26. ‘My pain is real! It’s not mental!’

January 18, 2018 Health & Healing, Pain, Sticky Thoughts No Comments

The outcry in the title is the result of a way of thinking that, sadly enough, still pervades our culture very much. It is as if what is mental cannot be real at the same time. This seems to be very deeply ingrained, so deep that many people don’t even question it at any time in their life.


And yet. Pain is always real. At the same time, pain is always mental.


This makes it for many people very difficult to come to grips with their condition. It withholds them from taking responsibility, from searching for solutions or at least help in using their own inner strength. It really pushes people outside themselves, where they become victims of whoever is ready to take advantage of them, ranging from individual charlatans to the pharmaceutical $$$ industry.
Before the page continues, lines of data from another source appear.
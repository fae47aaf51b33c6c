//! Render-ready transforms
//!
//! Derived fresh from simulation state every frame. Nothing here is fed back
//! into collision: rotation and camera offset only ever exist in these values.

use glam::DVec2;

use super::entity::{self, EntityKind};
use super::level::Level;
use super::rect::Rect;

/// What to draw
#[derive(Debug, Clone, Copy, PartialEq, Eq, Hash)]
pub enum SpriteKind {
    Player,
    Entity(EntityKind),
}

/// Screen-space placement of one sprite
#[derive(Debug, Clone, Copy, PartialEq)]
pub struct RenderTransform {
    pub kind: SpriteKind,
    /// Unrotated screen rect
    pub rect: Rect,
    /// Clockwise degrees about `rect.center()`
    pub rotation_deg: f64,
}

impl RenderTransform {
    pub fn center(&self) -> DVec2 {
        self.rect.center()
    }
}

/// Player sprite placement
pub fn player_transform(level: &Level) -> RenderTransform {
    let player = level.player();
    RenderTransform {
        kind: SpriteKind::Player,
        rect: level.camera().project(&player.visual_rect()),
        rotation_deg: player.rotation_deg,
    }
}

/// Collect every visible sprite into `out` (cleared first), entities in layout
/// order then the player on top.
///
/// Pass the same buffer each frame to avoid reallocating.
pub fn collect_render_transforms(level: &Level, viewport_width: f64, out: &mut Vec<RenderTransform>) {
    out.clear();
    let camera = level.camera();

    for e in level.entities() {
        if !entity::is_drawn(e) {
            continue;
        }
        let rect = entity::visual_rect(e);
        if !camera.is_visible(&rect, viewport_width) {
            continue;
        }
        out.push(RenderTransform {
            kind: SpriteKind::Entity(e.kind()),
            rect: camera.project(&rect),
            rotation_deg: 0.0,
        });
    }

    out.push(player_transform(level));
}

impl Level {
    /// Fresh transform list for one frame; see [`collect_render_transforms`]
    /// to reuse a buffer instead
    pub fn render_transforms(&self, viewport_width: f64) -> Vec<RenderTransform> {
        let mut out = Vec::new();
        collect_render_transforms(self, viewport_width, &mut out);
        out
    }
}

#[cfg(test)]
mod tests {
    use super::*;
    use crate::Tuning;
    use crate::consts::SIM_DT;
    use crate::sim::layout::LevelLayout;

    fn level() -> Level {
        let rows = vec!["  O".to_string(), "=".repeat(40)];
        let layout = LevelLayout::new(rows, 10.0).with_player_start(DVec2::new(0.0, 4.5));
        Level::new(layout, Tuning::default().scaled(0.1))
    }

    #[test]
    fn test_culls_offscreen_entities() {
        let level = level();
        let mut out = Vec::new();
        collect_render_transforms(&level, 100.0, &mut out);
        // 10 ground tiles + pickup + player
        assert_eq!(out.len(), 12);
        assert_eq!(out.last().map(|t| t.kind), Some(SpriteKind::Player));
    }

    #[test]
    fn test_render_transforms_matches_buffer() {
        let mut level = level();
        for _ in 0..10 {
            level.step(SIM_DT, false);
        }
        let mut out = Vec::new();
        collect_render_transforms(&level, 100.0, &mut out);
        assert_eq!(level.render_transforms(100.0), out);
    }

    #[test]
    fn test_player_stays_put_on_screen() {
        let mut level = level();
        let before = player_transform(&level).rect.left();
        for _ in 0..30 {
            level.step(SIM_DT, false);
        }
        let after = player_transform(&level).rect.left();
        assert!((before - after).abs() < 1e-9);
    }

    #[test]
    fn test_collected_pickup_not_drawn() {
        let mut level = level();
        let mut collected = false;
        for _ in 0..120 {
            if level.step(SIM_DT, false).collected_pickup() {
                collected = true;
                break;
            }
        }
        assert!(collected);
        let mut out = Vec::new();
        collect_render_transforms(&level, 1000.0, &mut out);
        assert!(
            !out.iter()
                .any(|t| t.kind == SpriteKind::Entity(EntityKind::Pickup))
        );
    }

    #[test]
    fn test_rotation_only_on_player() {
        let mut level = level();
        level.step(SIM_DT, true);
        level.step(SIM_DT, false);
        let mut out = Vec::new();
        collect_render_transforms(&level, 100.0, &mut out);
        let player = out.last().copied();
        assert!(player.is_some_and(|t| t.rotation_deg > 0.0));
        assert!(out[..out.len() - 1].iter().all(|t| t.rotation_deg == 0.0));
        // Hitbox is never rotated or offset
        let size = level.player().hitbox().size;
        assert!((size - DVec2::splat(5.5)).abs().max_element() < 1e-9);
    }
}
In truth, saying that pain is mental, is no degradation of the pain or the person with pain at all. In truth, there is nothing in it that is even a hint at ‘simulation behavior’ or weakness or ‘only in your imagination’. In truth, there is nothing in it that is related to being guilty of one’s own pain. In truth, that is all very much out of the question. Nevertheless of course I know that these are connotations that, inappropriate as they are, lead a strong life.


As an individual with chronic pain, one has to stand firm in order to withstand these connotations coming from others as well as from inside oneself. They have the characteristic of still influencing a person even if he has rationally evolved beyond. Even so, asking to do it is asking much. Still I do ask it: don’t let yourself be numbed down! Stand up for yourself and in doing so, for all others who are in your condition!


Apart from being able to fully respect oneself, there is of course another reward in this. Namely: from the moment that one acknowledges that pain is physical as well as mental ànd always real in any case, one can truly search for the most appropriate way, the really optimal mix to handle it. Painkillers of course may play an important role. The use of inner strength can also be appropriate. You can use inner strength even in heightening the effect of the painkiller itself: heightening as it were its ‘placebo effect’ that then becomes open, without need for the ‘placebo lie’.


Maybe you can then say, like me after months of excruciating pain (some years ago) without finding any cause and during which I used little medication and quite some autosuggestion: this pain was good. It taught me the most valuable things. I am grateful for it and always will be. Even if it comes back some time, I will not ‘fight’ it at all cost. I will always look at it as a friend.